What you need to do: Search the records for the word "scoring" and copy each line in which it appears.

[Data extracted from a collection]
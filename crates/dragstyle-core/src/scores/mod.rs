//! Users, score records and the score persistence capability.
//!
//! [`ScoreBackend`] is the seam between game logic and wherever scores
//! live. Game code receives a backend explicitly; it never looks one up.

mod keeper;
mod leaderboard;
mod local;
mod model;
#[cfg(feature = "remote")]
mod remote;
mod stats;

pub use keeper::ScoreKeeper;
pub use leaderboard::{LeaderboardRow, UNKNOWN_USERNAME, aggregate_leaderboard};
pub use local::{CURRENT_USER_KEY, LocalScoreStore, SCORES_KEY, USERS_KEY};
pub use model::{
    LeaderboardSource, MAX_USERNAME_CHARS, ScoreRecord, User, ValidationError, normalize_username,
    validate_username,
};
#[cfg(feature = "remote")]
pub use remote::RemoteScoreStore;
pub use stats::{UserStats, highest_score, user_stats};

use crate::element::CanvasElement;
use crate::storage::StorageResult;
use std::future::Future;
use std::pin::Pin;

/// Boxed future for backend operations (compatible with WASM).
pub type BoxFuture<'a, T> = Pin<Box<dyn Future<Output = T> + 'a>>;

/// Score persistence capability.
///
/// Local and network-backed stores are interchangeable behind this trait.
pub trait ScoreBackend {
    /// Find the user whose normalized name matches `username`, refreshing
    /// their last login, or create them.
    fn create_or_get_user(&self, username: &str) -> BoxFuture<'_, StorageResult<User>>;

    /// Append an immutable score record. `user_id` is not checked.
    fn save_score(
        &self,
        user_id: &str,
        score: i64,
        snapshot: Vec<CanvasElement>,
    ) -> BoxFuture<'_, StorageResult<ScoreRecord>>;

    /// Records for one user, newest first.
    fn list_user_scores(&self, user_id: &str) -> BoxFuture<'_, StorageResult<Vec<ScoreRecord>>>;

    /// Every user and every record, for leaderboard aggregation.
    fn list_all_for_leaderboard(&self) -> BoxFuture<'_, StorageResult<LeaderboardSource>>;
}
//! Rule-based layout scoring.
//!
//! Rules run in a fixed order and add up without a cap, so a perfect layout
//! totals 120 even though the game displays scores out of [`DISPLAY_MAX`].

use crate::element::{CanvasElement, ElementKind};
use serde::{Deserialize, Serialize};
use std::fmt;

/// Denominator used when a score is shown to the player.
pub const DISPLAY_MAX: u32 = 100;

const HEADER_TOP_LIMIT: f64 = 100.0;
const FOOTER_BOTTOM_LIMIT: f64 = 400.0;
const POINTS_PER_PARAGRAPH: u32 = 10;
const PARAGRAPH_CAP: u32 = 30;
const VARIETY_THRESHOLD: usize = 5;
const CUSTOMIZED_THRESHOLD: usize = 3;

/// How a feedback line should be presented.
#[derive(Debug, Clone, Copy, PartialEq, Eq, Serialize, Deserialize)]
pub enum FeedbackLevel {
    Pass,
    Warning,
    Missing,
}

impl FeedbackLevel {
    pub fn icon(self) -> &'static str {
        match self {
            FeedbackLevel::Pass => "✅",
            FeedbackLevel::Warning => "⚠️",
            FeedbackLevel::Missing => "❌",
        }
    }
}

/// One line of scoring feedback.
#[derive(Debug, Clone, PartialEq, Eq, Serialize, Deserialize)]
pub struct Feedback {
    pub level: FeedbackLevel,
    pub message: String,
}

impl Feedback {
    fn new(level: FeedbackLevel, message: impl Into<String>) -> Self {
        Self {
            level,
            message: message.into(),
        }
    }
}

impl fmt::Display for Feedback {
    fn fmt(&self, f: &mut fmt::Formatter<'_>) -> fmt::Result {
        write!(f, "{} {}", self.level.icon(), self.message)
    }
}

/// Result of scoring a layout.
#[derive(Debug, Clone, PartialEq, Eq, Serialize, Deserialize)]
pub struct ScoreReport {
    pub total: u32,
    pub feedback: Vec<Feedback>,
}

impl ScoreReport {
    /// Feedback rendered as display strings, in rule order.
    pub fn feedback_lines(&self) -> Vec<String> {
        self.feedback.iter().map(ToString::to_string).collect()
    }

    pub fn grade(&self) -> Grade {
        Grade::from_total(self.total)
    }
}

/// Coarse verdict shown next to the score.
#[derive(Debug, Clone, Copy, PartialEq, Eq, Serialize, Deserialize)]
pub enum Grade {
    Excellent,
    Great,
    Good,
    KeepTrying,
}

impl Grade {
    pub fn from_total(total: u32) -> Self {
        match total {
            90.. => Grade::Excellent,
            70..=89 => Grade::Great,
            50..=69 => Grade::Good,
            _ => Grade::KeepTrying,
        }
    }
}

impl fmt::Display for Grade {
    fn fmt(&self, f: &mut fmt::Formatter<'_>) -> fmt::Result {
        f.write_str(match self {
            Grade::Excellent => "🌟 Excellent!",
            Grade::Great => "👍 Great!",
            Grade::Good => "😊 Good!",
            Grade::KeepTrying => "💪 Keep trying!",
        })
    }
}

/// The elements each rule looks at. The first element of a kind is the one judged.
#[derive(Default)]
struct Tally<'a> {
    header: Option<&'a CanvasElement>,
    nav: Option<&'a CanvasElement>,
    h1: Option<&'a CanvasElement>,
    footer: Option<&'a CanvasElement>,
    paragraphs: u32,
    customized: usize,
}

impl<'a> Tally<'a> {
    fn collect(elements: &'a [CanvasElement]) -> Self {
        let mut tally = Tally::default();
        for element in elements {
            if element.has_content() {
                tally.customized += 1;
            }
            match element.kind {
                ElementKind::Header => {
                    tally.header.get_or_insert(element);
                }
                ElementKind::Nav => {
                    tally.nav.get_or_insert(element);
                }
                ElementKind::H1 => {
                    tally.h1.get_or_insert(element);
                }
                ElementKind::Paragraph => tally.paragraphs += 1,
                ElementKind::Footer => {
                    tally.footer.get_or_insert(element);
                }
                ElementKind::H2
                | ElementKind::H3
                | ElementKind::Button
                | ElementKind::Link
                | ElementKind::Image
                | ElementKind::Section
                | ElementKind::Container => {}
            }
        }
        tally
    }
}

/// Score a layout. Pure: equal inputs always produce equal reports.
#[must_use]
pub fn score(elements: &[CanvasElement]) -> ScoreReport {
    use FeedbackLevel::{Missing, Pass, Warning};

    let tally = Tally::collect(elements);
    let mut total = 0;
    let mut feedback = Vec::with_capacity(7);

    match tally.header {
        Some(header) if header.position.y < HEADER_TOP_LIMIT => {
            total += 20;
            feedback.push(Feedback::new(Pass, "Header at top (+20 points)"));
        }
        Some(_) => feedback.push(Feedback::new(Warning, "Header should be at the top")),
        None => feedback.push(Feedback::new(Missing, "Missing header element")),
    }

    if tally.nav.is_some() {
        total += 15;
        feedback.push(Feedback::new(Pass, "Navigation included (+15 points)"));
    } else {
        feedback.push(Feedback::new(Missing, "Missing navigation"));
    }

    match tally.h1 {
        Some(h1) if h1.has_content() => {
            total += 15;
            feedback.push(Feedback::new(Pass, "Main heading with content (+15 points)"));
        }
        Some(_) => {
            total += 5;
            feedback.push(Feedback::new(Warning, "Main heading needs content (+5 points)"));
        }
        None => feedback.push(Feedback::new(Missing, "Missing main heading (h1)")),
    }

    if tally.paragraphs > 0 {
        let points = (tally.paragraphs * POINTS_PER_PARAGRAPH).min(PARAGRAPH_CAP);
        total += points;
        feedback.push(Feedback::new(Pass, format!("Content paragraphs (+{points} points)")));
    } else {
        feedback.push(Feedback::new(Missing, "Missing content paragraphs"));
    }

    match tally.footer {
        Some(footer) if footer.position.y > FOOTER_BOTTOM_LIMIT => {
            total += 20;
            feedback.push(Feedback::new(Pass, "Footer at bottom (+20 points)"));
        }
        Some(_) => {
            total += 10;
            feedback.push(Feedback::new(
                Warning,
                "Footer should be at the bottom (+10 points)",
            ));
        }
        None => feedback.push(Feedback::new(Missing, "Missing footer")),
    }

    if elements.len() >= VARIETY_THRESHOLD {
        total += 10;
        feedback.push(Feedback::new(Pass, "Good content variety (+10 points)"));
    }

    if tally.customized >= CUSTOMIZED_THRESHOLD {
        total += 10;
        feedback.push(Feedback::new(Pass, "Customized content (+10 points)"));
    }

    ScoreReport { total, feedback }
}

Result below:
//! Rule-based layout scoring.
/// One line of scoring feedback.
/// Result of scoring a layout.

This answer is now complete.